Erken teşhiste kendi kendini muayene yöntemini son derece önem teşkil eder. Bunların yanında, meme kanserinin en yaygın olarak karşılaşıldığı yaş dönemlerinde, belirli aralıklarla muhakkak doktor kontrolleri ve görüntüleme yöntemlerinden faydalanılmalıdır.

Haberin Devamı

Yaş grubu yöntem uygulama yaygınlığı: 

*20-39 kendi kendine meme muayenesi her ay, klinik muayene üç senede bir,

*40-49 kendi kendine meme muayenesi her ay, klinik muayene her sene, mamografi 1-2 senede bir,

*50 yaş ve üzeri kendi kendine meme muayenesi her ay, klinik muayene ise her sene yapılmalıdır.

Tedavi

Meme kanseri tedavisi, alanında uzmanlaşmış bir ekip tarafından yapılmalıdır. Bu ekibin temel üyeleri meme hastalıkları konusunda uzmanlaşmış bir cerrah, tıbbi onkolog ve radyasyon onkoloğudur.

Risk artışı

35 yaş altı dönemde son derece seyrek olarak karşılaşılan meme kanserine yakalanma riskinin yaşla birlikte arttığı bilinmektedir. Çoğu meme kanseri 50 yaşın üstünde ortaya çıkmaktadır.

Araştırmalar aşağıdaki durumlarda meme kanseri riskinin yükseldiğini ortaya koymaktadır:

Haberin Devamı

*Daha önce meme kanseri gelişmiş kişiler

*Aile öyküsü: Anne, kız, ya da kız kardeşte özellikle de genç yaşta meme kanseri öyküsü olan kişilerde meme kanserine yakalanma riski artmaktadır.

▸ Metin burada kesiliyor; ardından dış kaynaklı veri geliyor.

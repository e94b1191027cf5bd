use ratatui::{
    buffer::Buffer,
    layout::{Constraint, Direction, Layout, Rect},
    style::{Style, Stylize},
    text::{Line, Span},
    widgets::{Block, Borders, Gauge, Paragraph, Widget},
};

use crate::audio::player::Player;
use crate::ui::state::AppState;
use crate::util::{colors, text::format_time};

/// Bottom bar: current track, progress gauge and the toggle indicators.
pub struct PlayerBarWidget<'a> {
    player: &'a Player,
    state: &'a AppState,
}

impl<'a> PlayerBarWidget<'a> {
    pub fn new(player: &'a Player, state: &'a AppState) -> Self {
        Self { player, state }
    }

    fn track_line(&self) -> Line<'static> {
        match self.player.current_track() {
            Some(track) => {
                let icon = if self.player.is_playing() { "▶" } else { "⏸" };
                Line::from(vec![
                    Span::styled(format!("{icon} "), Style::default().fg(colors::PRIMARY)),
                    Span::styled(
                        track.title.clone(),
                        Style::default().fg(colors::SECONDARY).bold(),
                    ),
                    Span::styled(
                        format!("  {}", track.display_artists()),
                        Style::default().fg(colors::NEUTRAL),
                    ),
                ])
            }
            None => Line::from(Span::styled(
                "Nothing playing",
                Style::default().fg(colors::NEUTRAL),
            )),
        }
    }

    fn toggles_line(&self) -> Line<'static> {
        let on = Style::default().fg(colors::PRIMARY);
        let off = Style::default().fg(colors::NEUTRAL);
        let flag = |active: bool| if active { on } else { off };

        let volume = if self.player.is_muted() {
            Span::styled("muted".to_string(), on)
        } else {
            Span::styled(
                format!("vol {:>3.0}%", self.player.volume() * 100.0),
                off,
            )
        };

        Line::from(vec![
            Span::styled("[s]huffle", flag(self.player.shuffle())),
            Span::raw("  "),
            Span::styled("[r]epeat", flag(self.player.repeat())),
            Span::raw("  "),
            volume,
        ])
    }
}

impl Widget for PlayerBarWidget<'_> {
    fn render(self, area: Rect, buf: &mut Buffer) {
        let block = Block::default().borders(Borders::TOP);
        let inner = block.inner(area);
        block.render(area, buf);

        let rows = Layout::default()
            .direction(Direction::Vertical)
            .constraints([Constraint::Length(1), Constraint::Length(1), Constraint::Length(1)])
            .split(inner);

        Paragraph::new(self.track_line()).render(rows[0], buf);

        let (position, duration) = self.player.progress();
        let (ratio, label) = match duration {
            Some(total) if !total.is_zero() => (
                (position.as_secs_f64() / total.as_secs_f64()).clamp(0.0, 1.0),
                format!("{} / {}", format_time(position), format_time(total)),
            ),
            _ => (0.0, format_time(position)),
        };
        Gauge::default()
            .gauge_style(Style::default().fg(colors::PRIMARY).bg(colors::NEUTRAL))
            .ratio(ratio)
            .label(label)
            .use_unicode(true)
            .render(rows[1], buf);

        let status_line = match &self.state.status {
            Some(message) => Line::from(Span::styled(
                message.clone(),
                Style::default().fg(colors::ERROR),
            )),
            None => self.toggles_line(),
        };
        Paragraph::new(status_line).render(rows[2], buf);
    }
}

*Genetik: BRCA1 ve BRCA2 gibi meme kanseri ile ilişkili olduğu gösterilmiş bazı genlerdeki değişikliklerin kanser oluşumuna yol açtığı bilinmektedir. Bazı durumlarda ilgili genleri inceleyen genetik testlerden tarama amacıyla yararlanılabilmektedir.

Meme kanseri

Mamografiye dair...

Meme ultrasonografisi, tamamlayıcı tetkik veya erken yaşlarda radyasyon yönünden avantaj sağladığı için kullanılabilir. Meme muayenesinin yapılabileceği en ideal zaman; adet bitiminin hemen ilk günleridir. Bu günlerde memeler ödemini ve gerginliğini yitirirler. Bu sebep dolayısıyla en kolay muayene dönemi oluştururlar. Şayet kadın menopoz döneminde ise ya da rahim operasyonu geçirmiş ise kolay hatırlanması bakımından her ayın ilk haftası muayene tarihi olarak tercih edilmelidir.

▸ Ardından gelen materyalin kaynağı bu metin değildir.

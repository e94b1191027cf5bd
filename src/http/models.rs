use serde::{Deserialize, Serialize};

/// A single track as the server returns it. The different endpoints use
/// slightly different field names for the same data, hence the aliases.
#[derive(Debug, Clone, Default, PartialEq, Serialize, Deserialize)]
pub struct Track {
    #[serde(default, alias = "track_id")]
    pub id: i64,
    pub title: String,
    #[serde(default, alias = "artist")]
    pub artist_name: String,
    #[serde(default)]
    pub artist_name2: Option<String>,
    #[serde(default)]
    pub file_url: Option<String>,
    #[serde(default, alias = "image_url_or_default")]
    pub image_url: Option<String>,
    #[serde(default)]
    pub album_id: Option<i64>,
    #[serde(default)]
    pub album_title: Option<String>,
    #[serde(default)]
    pub genre: Option<String>,
    #[serde(default)]
    pub year: Option<i32>,
}

impl Track {
    /// Media URL if the track is actually playable. An absent or empty
    /// `file_url` means the upload is missing on the server.
    pub fn playable_url(&self) -> Option<&str> {
        match self.file_url.as_deref() {
            Some(url) if !url.trim().is_empty() => Some(url),
            _ => None,
        }
    }

    /// "Artist" or "Artist, Second Artist".
    pub fn display_artists(&self) -> String {
        match self.artist_name2.as_deref() {
            Some(second) if !second.trim().is_empty() => {
                format!("{}, {}", self.artist_name, second)
            }
            _ => self.artist_name.clone(),
        }
    }
}

#[derive(Debug, Clone, Default, PartialEq, Deserialize)]
pub struct Album {
    pub title: String,
    #[serde(default)]
    pub cover_image_url: Option<String>,
    #[serde(default)]
    pub artist_name: String,
    #[serde(default)]
    pub tracks: Vec<Track>,
}

#[derive(Debug, Clone, Default, PartialEq, Deserialize)]
pub struct Playlist {
    #[serde(default)]
    pub playlist_id: i64,
    pub name: String,
    #[serde(default)]
    pub cover_image_url: Option<String>,
    #[serde(default)]
    pub owner_username: String,
    #[serde(default)]
    pub tracks: Vec<Track>,
}

/// Album entry in combined search results.
#[derive(Debug, Clone, PartialEq, Deserialize)]
pub struct AlbumHit {
    #[serde(alias = "album_id")]
    pub id: i64,
    pub title: String,
    #[serde(default)]
    pub cover_image_url: Option<String>,
    #[serde(default)]
    pub artist_name: Option<String>,
}

#[derive(Debug, Clone, PartialEq, Deserialize)]
pub struct ArtistSummary {
    #[serde(alias = "artist_id")]
    pub id: i64,
    pub name: String,
    #[serde(default)]
    pub artist_image_url: Option<String>,
}

#[derive(Debug, Clone, Default, PartialEq, Deserialize)]
pub struct ArtistInfo {
    pub name: String,
    #[serde(default)]
    pub bio: Option<String>,
    #[serde(default)]
    pub artist_image_url: Option<String>,
}

#[derive(Debug, Clone, Default, PartialEq, Deserialize)]
pub struct ArtistDetail {
    #[serde(default)]
    pub artist: ArtistInfo,
    #[serde(default)]
    pub tracks: Vec<Track>,
}

#[derive(Debug, Clone, PartialEq, Deserialize)]
pub struct FriendStatus {
    pub id: i64,
    pub username: String,
    #[serde(default)]
    pub icon_url: Option<String>,
    /// Title of the track the friend is listening to right now, if any.
    #[serde(default)]
    pub listeningto: Option<String>,
}

// Response envelopes. The server wraps most payloads in a `success` flag.

#[derive(Debug, Deserialize)]
pub(crate) struct TracksResponse {
    #[serde(default)]
    pub success: bool,
    #[serde(default)]
    pub tracks: Vec<Track>,
}

#[derive(Debug, Deserialize)]
pub(crate) struct SearchTracksResponse {
    #[serde(default)]
    pub tracks: Vec<Track>,
}

#[derive(Debug, Deserialize)]
pub(crate) struct SearchResponse {
    #[serde(default)]
    pub success: bool,
    #[serde(default)]
    pub albums: Vec<AlbumHit>,
    #[serde(default)]
    pub tracks: Vec<Track>,
}

#[derive(Debug, Deserialize)]
pub(crate) struct ArtistDetailResponse {
    #[serde(default)]
    pub success: bool,
    #[serde(default)]
    pub artist: ArtistInfo,
    #[serde(default)]
    pub tracks: Vec<Track>,
}

#[derive(Debug, Deserialize)]
pub(crate) struct FriendsResponse {
    #[serde(default)]
    pub success: bool,
    #[serde(default)]
    pub friends: Vec<FriendStatus>,
}

#[derive(Debug, Deserialize)]
pub(crate) struct MutationResponse {
    #[serde(default)]
    pub success: bool,
    #[serde(default)]
    pub error: Option<String>,
}

#[derive(Debug, Deserialize)]
pub(crate) struct AuthResponse {
    #[serde(default)]
    pub success: bool,
    #[serde(default)]
    pub is_superuser: bool,
    #[serde(default)]
    pub error: Option<String>,
}

#[derive(Debug, Deserialize)]
pub(crate) struct EmailCheckResponse {
    #[serde(default)]
    pub exists: bool,
}

#[cfg(test)]
mod tests {
    use super::*;

    #[test]
    fn track_from_feed_json() {
        let json = r#"{
            "id": 12,
            "title": "Night Drive",
            "artist_name": "Neon Coast",
            "artist_name2": "Mira",
            "file_url": "/media/tracks/night-drive.mp3",
            "image_url": "/media/covers/night-drive.jpg",
            "genre": "synthwave"
        }"#;
        let track: Track = serde_json::from_str(json).unwrap();
        assert_eq!(track.id, 12);
        assert_eq!(track.playable_url(), Some("/media/tracks/night-drive.mp3"));
        assert_eq!(track.display_artists(), "Neon Coast, Mira");
    }

    #[test]
    fn track_from_search_json_uses_aliases() {
        let json = r#"{
            "track_id": 3,
            "title": "Glass",
            "artist": "Hollow Tide",
            "file_url": "/media/tracks/glass.mp3",
            "image_url_or_default": "/media/covers/glass.jpg"
        }"#;
        let track: Track = serde_json::from_str(json).unwrap();
        assert_eq!(track.id, 3);
        assert_eq!(track.artist_name, "Hollow Tide");
        assert_eq!(track.image_url.as_deref(), Some("/media/covers/glass.jpg"));
    }

    #[test]
    fn missing_or_empty_file_url_is_unplayable() {
        let absent: Track = serde_json::from_str(r#"{"title": "A"}"#).unwrap();
        assert_eq!(absent.playable_url(), None);

        let empty: Track =
            serde_json::from_str(r#"{"title": "B", "file_url": "  "}"#).unwrap();
        assert_eq!(empty.playable_url(), None);
    }

    #[test]
    fn playlist_tracks_carry_album_links() {
        let json = r#"{
            "playlist_id": 7,
            "name": "late nights",
            "cover_image_url": null,
            "owner_username": "ana",
            "tracks": [{
                "id": 1,
                "title": "Glass",
                "artist_name": "Hollow Tide",
                "file_url": "/media/tracks/glass.mp3",
                "album_id": 4,
                "album_title": "Undertow"
            }]
        }"#;
        let playlist: Playlist = serde_json::from_str(json).unwrap();
        assert_eq!(playlist.playlist_id, 7);
        assert_eq!(playlist.owner_username, "ana");
        assert_eq!(playlist.tracks[0].album_id, Some(4));
        assert_eq!(playlist.tracks[0].album_title.as_deref(), Some("Undertow"));
    }

    #[test]
    fn search_response_albums() {
        let json = r#"{
            "success": true,
            "albums": [{"album_id": 9, "title": "Undertow"}],
            "tracks": []
        }"#;
        let response: SearchResponse = serde_json::from_str(json).unwrap();
        assert!(response.success);
        assert_eq!(response.albums[0].id, 9);
    }

    #[test]
    fn friend_status_with_idle_friend() {
        let json = r#"{
            "success": true,
            "friends": [
                {"id": 2, "username": "ben", "icon_url": null, "listeningto": "Glass"},
                {"id": 5, "username": "ana", "listeningto": null}
            ]
        }"#;
        let response: FriendsResponse = serde_json::from_str(json).unwrap();
        assert_eq!(response.friends.len(), 2);
        assert_eq!(response.friends[0].listeningto.as_deref(), Some("Glass"));
        assert_eq!(response.friends[1].listeningto, None);
    }
}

Kendi kendine meme muayenesi gözle ve elle uygulanmalıdır. Bu uygulamalar ayakta ve yatarak gerçekleştirilebilir. Her iki durumda da memenin kendisi, meme başları, meme derisi, meme altı bölgeleri ve koltuk altları titiz bir şekilde muayene edilmelidir.

Aşağıdaki belirtilerden en az biri dahi mevcut ise, kişi vakit kaybetmeden bir doktora görünmelidir:

*Memede ya da koltuk altında ele gelen kitle, sertlik veya şişlik

*Meme başından akıntı, kanlı ya da şeffaf renkli

*Meme başında içe doğru çekilme, çökme ya da şekil bozukluğu

*Meme başı derisinde değişiklikler; soyulma, kabuklanma gibi

*Meme cildinde yara ya da kızarıklık

*Meme cildinde ödem, şişlik ve içe doğru çekintiler olması

*Memede büyüme, şekil bozukluğu veya asimetri ya da renginde değişiklik (kızarıklık vs.).